Last year he became the first boy to have his conviction overturned in Western Australia's Court of Appeal, which found that a "miscarriage of justice" had occurred.
"My battle for justice was worth it," he says.
Mr Singer, he says, has become like family for him.
"What I am fighting for now is compensation for the time I spent in jail," Ali says. "After that I will give money to my parents. I want to make my family happy."
He has a two-year-old daughter and works as a fisherman. Having not been able to complete his high school education, jobs are scarce.
What Australia and Indonesia say
The 2012 Australian Human Rights Commission report found numerous breaches of the boys' rights, and flawed handling of their cases.
It stated that "federal police and the CDPP [Australia's Commonwealth Director of Public Prosecutions] placed reliance on wrist X-ray analysis as evidence that a person was over the age of 18 years - despite significant material being available to support the conclusion that they should not do so."
The CDPP and Australia's foreign affairs department turned down the BBC's requests for interviews.
The CDPP said via email: "You are aware there are still active legal proceedings and as such we decline the offer to be interviewed or provide any comment."
Dede Syamsuri was Indonesia's consular-general in Perth at the time. Now ambassador to Morocco, he says Indonesia was not in a position to help most of the boys.
"[This was] simply because we had nothing in our hand - we had no proof of how old the boys were," he says.
He says Indonesian authorities were able to help just two, or perhaps more, boys - including Ali Jasmin. In those instances, Indonesia helped the boys get documents from their families to prove they were children.
Once those documents were handed over to lawyers appointed by Australia, Dede Syamsuri says Indonesia left the matter with the Australian courts.
"Because those responsible were doctors using medical ways [to determine ages], I just had to agree with what they said. We had to accept what the doctor found," he says.
"Indonesia did firmly raise the issue of the underage boys with Canberra." But he adds: "It was very hard to discuss further the issue."
Anger over inaction
Ali Jasmin says he felt deeply let down by Indonesia.
"I am disappointed and angry because they should have been fighting for us," he says.

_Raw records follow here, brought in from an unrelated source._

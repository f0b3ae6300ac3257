//! Logger module
//!
//! Provides logging for the mock server:
//! - Server lifecycle logging
//! - Structured JSON access logging, one line per request
//! - Error and warning logging
//! - File-based logging support
//!
//! A [`Logger`] is built once in `main` and passed down through `AppState`.

mod format;
pub mod writer;

pub use format::AccessLogEntry;

use crate::config::Config;
use std::io;
use std::net::SocketAddr;
use writer::LogWriter;

/// Diagnostic verbosity, ordered from quietest to noisiest
#[derive(Debug, Clone, Copy, PartialEq, Eq, PartialOrd, Ord)]
pub enum LogLevel {
    Error,
    Warn,
    Info,
    Debug,
}

impl LogLevel {
    /// Unknown names fall back to `Info`
    pub fn parse(level: &str) -> Self {
        match level.trim().to_ascii_lowercase().as_str() {
            "error" => Self::Error,
            "warn" | "warning" => Self::Warn,
            "debug" | "trace" => Self::Debug,
            _ => Self::Info,
        }
    }
}

pub struct Logger {
    writer: LogWriter,
    level: LogLevel,
    access_log: bool,
}

impl Logger {
    pub const fn new(writer: LogWriter, level: LogLevel, access_log: bool) -> Self {
        Self {
            writer,
            level,
            access_log,
        }
    }

    /// Build the logger described by the `[logging]` section
    pub fn from_config(config: &Config) -> io::Result<Self> {
        let writer = LogWriter::new(
            config.logging.access_log_file.as_deref(),
            config.logging.error_log_file.as_deref(),
        )?;
        Ok(Self::new(
            writer,
            LogLevel::parse(&config.logging.level),
            config.logging.access_log,
        ))
    }

    fn enabled(&self, level: LogLevel) -> bool {
        level <= self.level
    }

    pub fn log_server_start(&self, addr: &SocketAddr, config: &Config) {
        self.log_info("======================================");
        self.log_info("Mock workload server started");
        self.log_info(&format!("Listening on: http://{addr}"));
        self.log_info(&format!("Log level: {}", config.logging.level));
        if let Some(workers) = config.server.workers {
            self.log_info(&format!("Worker threads: {workers}"));
        }
        if let Some(ref path) = config.logging.access_log_file {
            self.log_info(&format!("Access log: {path}"));
        }
        if let Some(ref path) = config.logging.error_log_file {
            self.log_info(&format!("Error log: {path}"));
        }
        self.log_info(&format!(
            "External API: {} (timeout {}s)",
            config.upstream.external_url, config.upstream.timeout_secs
        ));
        self.log_info("======================================");
    }

    /// Informational lines go to stderr so stdout carries only access records
    pub fn log_info(&self, message: &str) {
        if self.enabled(LogLevel::Info) {
            self.writer.write_error(&format!("[INFO] {message}"));
        }
    }

    pub fn log_debug(&self, message: &str) {
        if self.enabled(LogLevel::Debug) {
            self.writer.write_error(&format!("[DEBUG] {message}"));
        }
    }

    pub fn log_warning(&self, message: &str) {
        if self.enabled(LogLevel::Warn) {
            self.writer.write_error(&format!("[WARN] {message}"));
        }
    }

    pub fn log_error(&self, message: &str) {
        self.writer.write_error(&format!("[ERROR] {message}"));
    }

    pub fn log_connection_error(&self, err: &impl std::fmt::Debug) {
        self.log_error(&format!("Failed to serve connection: {err:?}"));
    }

    /// Emit one structured access record
    pub fn log_access(&self, entry: &AccessLogEntry) {
        if self.access_log {
            self.writer.write_access(&entry.to_json());
        }
    }
}
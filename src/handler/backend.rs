//! Simulated slow backends: `/data`, `/complex-query`, `/cache`.
//!
//! Each sleep suspends only the request's own task. Content never varies and
//! there is no failure path.

use crate::http::build_json_response;
use http_body_util::Full;
use hyper::body::Bytes;
use hyper::{Response, StatusCode};
use serde_json::json;
use std::time::Duration;
use tokio::time::sleep;

pub const DATA_DELAY: Duration = Duration::from_millis(500);
pub const QUERY_DELAY: Duration = Duration::from_millis(200);
pub const COMPLEX_STEP_DELAY: Duration = Duration::from_millis(300);
pub const CACHE_DELAY: Duration = Duration::from_millis(100);

pub const DB_RESPONSE: &str = "Fake DB response: {'id': 1, 'name': 'Test Item'}";
pub const ANOTHER_DB_RESPONSE: &str = "Another DB response: {'id': 2, 'name': 'Another Item'}";
pub const CACHED_DATA: &str = "Cached data: {'key': 'cached_value'}";

async fn query_database() -> &'static str {
    sleep(QUERY_DELAY).await;
    DB_RESPONSE
}

async fn another_database_query() -> &'static str {
    sleep(QUERY_DELAY).await;
    ANOTHER_DB_RESPONSE
}

/// 500ms of "connection" latency, then one 200ms query
pub async fn data() -> Response<Full<Bytes>> {
    sleep(DATA_DELAY).await;
    let result = query_database().await;
    build_json_response(StatusCode::OK, &json!({ "data": result }))
}

/// Two queries, each preceded by 300ms of processing
pub async fn complex_query() -> Response<Full<Bytes>> {
    sleep(COMPLEX_STEP_DELAY).await;
    let first = query_database().await;

    sleep(COMPLEX_STEP_DELAY).await;
    let second = another_database_query().await;

    build_json_response(
        StatusCode::OK,
        &json!({ "complex_data": format!("Combined Results: {first}, {second}") }),
    )
}

/// Always a "hit"; nothing is stored or looked up
pub async fn cache() -> Response<Full<Bytes>> {
    sleep(CACHE_DELAY).await;
    build_json_response(StatusCode::OK, &json!({ "cache_data": CACHED_DATA }))
}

"They should have been our biggest defenders but they just weren't. The Indonesian consular [officials] asked us if we were underage and we told them clearly that we were, but nothing changed."
Dede Syamsuri says Indonesian officials regularly visited the boys in jail, bringing them religious books and food.

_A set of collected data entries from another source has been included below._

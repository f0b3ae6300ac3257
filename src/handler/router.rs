//! Request routing module
//!
//! Static path-to-handler table. Exactly one handler governs each path; the
//! table has no parameters and no prefix matching.

use crate::config::AppState;
use crate::handler::{backend, canned, content, external, file_io};
use http_body_util::Full;
use hyper::body::Bytes;
use hyper::{Method, Response};
use std::sync::Arc;

#[derive(Debug, Clone, Copy, PartialEq, Eq)]
pub enum Route {
    Home,
    About,
    Contact,
    Data,
    External,
    ComplexQuery,
    Cache,
    File,
    Unauthorized,
    Forbidden,
    NotFound,
    InternalError,
}

/// Routing table, in registration order (also the order `/about` lists them)
pub const ROUTES: [(&str, Route); 12] = [
    ("/", Route::Home),
    ("/about", Route::About),
    ("/contact", Route::Contact),
    ("/data", Route::Data),
    ("/external", Route::External),
    ("/complex-query", Route::ComplexQuery),
    ("/cache", Route::Cache),
    ("/file", Route::File),
    ("/unauthorized", Route::Unauthorized),
    ("/forbidden", Route::Forbidden),
    ("/not-found", Route::NotFound),
    ("/internal-error", Route::InternalError),
];

impl Route {
    /// Every route is GET-only; anything else falls through to the default 404
    pub fn resolve(method: &Method, path: &str) -> Option<Self> {
        if method != Method::GET {
            return None;
        }
        ROUTES
            .iter()
            .find(|(route_path, _)| *route_path == path)
            .map(|&(_, route)| route)
    }

    /// Canonical path for a GET whose only mismatch is a trailing slash
    pub fn trailing_slash_redirect(method: &Method, path: &str) -> Option<&'static str> {
        if method != Method::GET || path.len() <= 1 {
            return None;
        }
        let trimmed = path.strip_suffix('/')?;
        ROUTES
            .iter()
            .find(|(route_path, _)| *route_path == trimmed)
            .map(|&(route_path, _)| route_path)
    }
}

/// Run the handler bound to `route`
pub async fn dispatch(route: Route, state: Arc<AppState>) -> Response<Full<Bytes>> {
    match route {
        Route::Home => content::home(),
        Route::About => content::about(),
        Route::Contact => content::contact(),
        Route::Data => backend::data().await,
        Route::External => external::external(&state).await,
        Route::ComplexQuery => backend::complex_query().await,
        Route::Cache => backend::cache().await,
        Route::File => file_io::file(&state).await,
        Route::Unauthorized => canned::unauthorized(),
        Route::Forbidden => canned::forbidden(),
        Route::NotFound => canned::not_found(),
        Route::InternalError => canned::internal_error(),
    }
}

"Of course being in jail wasn't fun but I saw that they were happy," he says.
"They could do regular exercise because there was a basketball court, football pitch and they had a room just for watching TV. The facilities were very good and they enjoyed them. The jails are very different to ones we have in Indonesia."
He says he did receive reports that some boys were being sexually harassed, and he requested that the boys be moved to other jails.

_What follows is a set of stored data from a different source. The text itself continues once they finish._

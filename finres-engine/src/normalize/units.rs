// Unit Normalizer - Currency and Scale Conversion
//
// Converts (value, currency, scale) into base-currency units. Unknown
// currencies and scales are errors, never zero.

use crate::config::{NormalizationConfig, RateEntry};
use crate::error::UnitError;
use chrono::NaiveDate;
use once_cell::sync::Lazy;
use regex::Regex;
use rust_decimal::Decimal;
use std::collections::{BTreeSet, HashMap};

/// Canonical scale names and multipliers always available
const BUILTIN_SCALES: &[(&str, i64)] = &[
    ("actual", 1),
    ("thousands", 1_000),
    ("millions", 1_000_000),
    ("billions", 1_000_000_000),
];

/// Surface forms mapped to canonical scale names
const BUILTIN_SCALE_ALIASES: &[(&str, &str)] = &[
    ("units", "actual"),
    ("unit", "actual"),
    ("ones", "actual"),
    ("k", "thousands"),
    ("thousand", "thousands"),
    ("000", "thousands"),
    ("000s", "thousands"),
    ("'000", "thousands"),
    ("'000s", "thousands"),
    ("m", "millions"),
    ("mn", "millions"),
    ("mm", "millions"),
    ("million", "millions"),
    ("000,000", "millions"),
    ("000,000s", "millions"),
    ("b", "billions"),
    ("bn", "billions"),
    ("billion", "billions"),
];

/// Currency codes recognised in text even without a rate entry
const KNOWN_CODES: &[&str] = &["GBP", "USD", "EUR", "JPY", "CHF", "CAD", "AUD"];

static CODE_RE: Lazy<Regex> = Lazy::new(|| Regex::new(r"\b([A-Z]{3})\b").unwrap());

static SYMBOL_RE: Lazy<Regex> = Lazy::new(|| Regex::new(r"[£$€¥]").unwrap());

static CURRENCY_WORD_RE: Lazy<Regex> = Lazy::new(|| {
    Regex::new(r"(?i)\b(sterling|pounds?|dollars?|euros?|yen)\b").unwrap()
});

static SCALE_RE: Lazy<Regex> = Lazy::new(|| {
    Regex::new(
        r"(?ix)
        \b(billions?|millions?|thousands?)\b
        | [\d£$€¥(]\s?(bn|mn|m|k)\b
        | (?:^|[^\d,.])('?000(?:,000)?s?)\b
        ",
    )
    .unwrap()
});

/// Unit normalizer built from configuration tables
#[derive(Debug, Clone)]
pub struct UnitNormalizer {
    base_currency: String,
    rates: Vec<RateEntry>,
    scales: HashMap<String, Decimal>,
    aliases: HashMap<String, String>,
    known_codes: BTreeSet<String>,
}

impl UnitNormalizer {
    /// Build from configuration
    ///
    /// Configured scales and aliases are layered over the built-in tables.
    pub fn from_config(config: &NormalizationConfig) -> Self {
        let mut scales: HashMap<String, Decimal> = BUILTIN_SCALES
            .iter()
            .map(|(name, mult)| (name.to_string(), Decimal::new(*mult, 0)))
            .collect();
        for (name, mult) in &config.scales {
            scales.insert(name.trim().to_lowercase(), *mult);
        }

        let mut aliases: HashMap<String, String> = BUILTIN_SCALE_ALIASES
            .iter()
            .map(|(alias, canonical)| (alias.to_string(), canonical.to_string()))
            .collect();
        for (alias, canonical) in &config.scale_aliases {
            aliases.insert(alias.trim().to_lowercase(), canonical.trim().to_lowercase());
        }

        let base_currency = config.base_currency.trim().to_ascii_uppercase();
        let rates: Vec<RateEntry> = config
            .rates
            .iter()
            .map(|r| RateEntry {
                from: r.from.trim().to_ascii_uppercase(),
                to: r.to.trim().to_ascii_uppercase(),
                rate: r.rate,
                as_of: r.as_of,
            })
            .collect();

        let mut known_codes: BTreeSet<String> =
            KNOWN_CODES.iter().map(|c| c.to_string()).collect();
        known_codes.insert(base_currency.clone());
        for rate in &rates {
            known_codes.insert(rate.from.clone());
            known_codes.insert(rate.to.clone());
        }

        Self {
            base_currency,
            rates,
            scales,
            aliases,
            known_codes,
        }
    }

    pub fn base_currency(&self) -> &str {
        &self.base_currency
    }

    /// Resolve a scale name or alias to its canonical name
    pub fn canonical_scale(&self, scale: &str) -> Result<String, UnitError> {
        let key = scale.trim().to_lowercase();
        if self.scales.contains_key(&key) {
            return Ok(key);
        }
        match self.aliases.get(&key) {
            Some(canonical) if self.scales.contains_key(canonical) => Ok(canonical.clone()),
            _ => Err(UnitError::UnknownScale(scale.to_string())),
        }
    }

    /// Multiplier for a scale name or alias
    pub fn scale_multiplier(&self, scale: &str) -> Result<Decimal, UnitError> {
        let canonical = self.canonical_scale(scale)?;
        self.scales
            .get(&canonical)
            .copied()
            .ok_or_else(|| UnitError::UnknownScale(scale.to_string()))
    }

    /// Conversion rate from `currency` into the base currency
    ///
    /// Lookup order: identity; dated direct rate (latest on or before
    /// `as_of`); undated direct rate; reciprocal of the reverse pair.
    pub fn rate(&self, currency: &str, as_of: Option<NaiveDate>) -> Result<Decimal, UnitError> {
        let code = currency.trim().to_ascii_uppercase();
        if code == self.base_currency {
            return Ok(Decimal::ONE);
        }

        if let Some(rate) = self.lookup(&code, &self.base_currency, as_of) {
            return Ok(rate);
        }

        if let Some(reverse) = self.lookup(&self.base_currency, &code, as_of) {
            return Decimal::ONE
                .checked_div(reverse)
                .ok_or_else(|| UnitError::UnknownCurrency(currency.to_string()));
        }

        Err(UnitError::UnknownCurrency(currency.to_string()))
    }

    fn lookup(&self, from: &str, to: &str, as_of: Option<NaiveDate>) -> Option<Decimal> {
        let pair = self
            .rates
            .iter()
            .filter(|r| r.from == from && r.to == to && !r.rate.is_zero());

        let dated = pair
            .clone()
            .filter_map(|r| r.as_of.map(|d| (d, r.rate)))
            .filter(|(d, _)| as_of.map_or(true, |limit| *d <= limit))
            .max_by_key(|(d, _)| *d)
            .map(|(_, rate)| rate);

        let undated = || pair.clone().find(|r| r.as_of.is_none()).map(|r| r.rate);

        match as_of {
            // A period-matched rate beats an undated one
            Some(_) => dated.or_else(undated),
            None => undated().or(dated),
        }
    }

    /// Convert a value to base units
    ///
    /// # Arguments
    /// * `value` - Value as reported
    /// * `currency` - ISO code; None for ratio and count values
    /// * `scale` - Scale name or alias
    pub fn normalize(
        &self,
        value: Decimal,
        currency: Option<&str>,
        scale: &str,
    ) -> Result<Decimal, UnitError> {
        self.normalize_at(value, currency, scale, None)
    }

    /// Convert a value to base units using rates valid on `as_of`
    pub fn normalize_at(
        &self,
        value: Decimal,
        currency: Option<&str>,
        scale: &str,
        as_of: Option<NaiveDate>,
    ) -> Result<Decimal, UnitError> {
        let multiplier = self.scale_multiplier(scale)?;
        let rate = match currency {
            Some(code) => self.rate(code, as_of)?,
            None => Decimal::ONE,
        };

        value
            .checked_mul(multiplier)
            .and_then(|v| v.checked_mul(rate))
            .ok_or(UnitError::Overflow)
    }

    /// Detect a currency code in free text
    ///
    /// ISO codes win over symbols, symbols over words.
    pub fn detect_currency(&self, text: &str) -> Option<String> {
        for caps in CODE_RE.captures_iter(text) {
            let code = &caps[1];
            if self.known_codes.contains(code) {
                return Some(code.to_string());
            }
        }

        if let Some(m) = SYMBOL_RE.find(text) {
            let code = match m.as_str() {
                "£" => "GBP",
                "$" => "USD",
                "€" => "EUR",
                "¥" => "JPY",
                _ => return None,
            };
            return Some(code.to_string());
        }

        CURRENCY_WORD_RE.captures(text).map(|caps| {
            let word = caps[1].to_lowercase();
            let code = if word == "sterling" || word.starts_with("pound") {
                "GBP"
            } else if word.starts_with("dollar") {
                "USD"
            } else if word.starts_with("euro") {
                "EUR"
            } else {
                "JPY"
            };
            code.to_string()
        })
    }

    /// Detect a scale marker in free text, returning its canonical name
    pub fn detect_scale(&self, text: &str) -> Option<String> {
        SCALE_RE.captures_iter(text).find_map(|caps| {
            let token = caps
                .get(1)
                .or_else(|| caps.get(2))
                .or_else(|| caps.get(3))?
                .as_str();
            self.canonical_scale(token).ok()
        })
    }
}

#[cfg(test)]
mod tests {
    use super::*;

    fn normalizer() -> UnitNormalizer {
        UnitNormalizer::from_config(&NormalizationConfig::default())
    }

    #[test]
    fn test_scales_multiply_into_base_units() {
        let n = normalizer();
        assert_eq!(
            n.normalize(Decimal::new(1000, 0), Some("GBP"), "thousands").unwrap(),
            Decimal::new(1_000_000, 0)
        );
        assert_eq!(
            n.normalize(Decimal::new(1_000_000, 0), Some("GBP"), "actual").unwrap(),
            Decimal::new(1_000_000, 0)
        );
        assert_eq!(
            n.normalize(Decimal::new(15, 1), Some("gbp"), "bn").unwrap(),
            Decimal::new(1_500_000_000, 0)
        );
    }

    #[test]
    fn test_foreign_currency_converted() {
        let n = normalizer();
        let value = n.normalize(Decimal::new(100, 0), Some("USD"), "millions").unwrap();
        assert_eq!(value, Decimal::new(79_000_000, 0));
    }

    #[test]
    fn test_unknown_currency_is_error() {
        let n = normalizer();
        assert_eq!(
            n.normalize(Decimal::ONE, Some("XYZ"), "actual"),
            Err(UnitError::UnknownCurrency("XYZ".to_string()))
        );
    }

    #[test]
    fn test_unknown_scale_is_error() {
        let n = normalizer();
        assert!(matches!(
            n.normalize(Decimal::ONE, Some("GBP"), "zillions"),
            Err(UnitError::UnknownScale(_))
        ));
    }

    #[test]
    fn test_dated_rate_preferred_for_period() {
        let mut config = NormalizationConfig::default();
        config.rates = vec![
            RateEntry::new("USD", "GBP", Decimal::new(80, 2)),
            RateEntry {
                as_of: NaiveDate::from_ymd_opt(2022, 12, 31),
                ..RateEntry::new("USD", "GBP", Decimal::new(83, 2))
            },
            RateEntry {
                as_of: NaiveDate::from_ymd_opt(2023, 12, 31),
                ..RateEntry::new("USD", "GBP", Decimal::new(78, 2))
            },
        ];
        let n = UnitNormalizer::from_config(&config);

        let end_2023 = NaiveDate::from_ymd_opt(2023, 12, 31);
        let end_2022 = NaiveDate::from_ymd_opt(2022, 12, 31);
        let end_2021 = NaiveDate::from_ymd_opt(2021, 12, 31);
        assert_eq!(n.rate("USD", end_2023).unwrap(), Decimal::new(78, 2));
        assert_eq!(n.rate("USD", end_2022).unwrap(), Decimal::new(83, 2));
        assert_eq!(n.rate("USD", end_2021).unwrap(), Decimal::new(80, 2));
        assert_eq!(n.rate("USD", None).unwrap(), Decimal::new(80, 2));
    }

    #[test]
    fn test_reverse_pair_used_when_direct_missing() {
        let mut config = NormalizationConfig::default();
        config.rates = vec![RateEntry::new("GBP", "USD", Decimal::new(125, 2))];
        let n = UnitNormalizer::from_config(&config);
        assert_eq!(n.rate("USD", None).unwrap(), Decimal::new(8, 1));
    }

    #[test]
    fn test_detect_currency() {
        let n = normalizer();
        assert_eq!(n.detect_currency("Revenue (£m)").as_deref(), Some("GBP"));
        assert_eq!(n.detect_currency("US$ millions").as_deref(), Some("USD"));
        assert_eq!(n.detect_currency("EUR 000").as_deref(), Some("EUR"));
        assert_eq!(n.detect_currency("in pounds sterling").as_deref(), Some("GBP"));
        assert_eq!(n.detect_currency("EBITDA for FY2023"), None);
    }

    #[test]
    fn test_detect_scale() {
        let n = normalizer();
        assert_eq!(n.detect_scale("2023 £m").as_deref(), Some("millions"));
        assert_eq!(n.detect_scale("£1.2bn").as_deref(), Some("billions"));
        assert_eq!(n.detect_scale("$'000").as_deref(), Some("thousands"));
        assert_eq!(n.detect_scale("in millions of euros").as_deref(), Some("millions"));
        assert_eq!(n.detect_scale("Revenue 1,000 for 2023"), None);
    }
}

Dede Syamsuri says he was surprised and pleased to hear from the BBC that Ali's conviction had been overturned.
Too sick to go home
For Erwin Prayoga, who shared a cell with Ali Jasmin, this legal battle comes too late. He died about two months after being released and sent home to Rote Island.
Erwin's family says he was 14 when he was arrested by Australia.
His younger brother, Baco Ali, breaks down when he tells me about the excruciating pain Erwin was in before his death.
"It's hard to remember how sick he was," Baco Ali says through tears.
"They had to push him in a wheelbarrow to the local health centre. I have been told by the lawyers that if you are not well then you shouldn't be sent home from Australia. I want to know why he was."
Lawyers have obtained his medical records in Australia and are asking the same question.
Erwin's family say any compensation they receive will be used to make him a proper grave.
Now it's marked simply with rocks and a wooden block at the back of their house, near the fishing boats where Baco Ali comes to pray often.
Lawyers say more avenues are available through the courts, if compensation is not achieved through the Australian Human Rights Commission.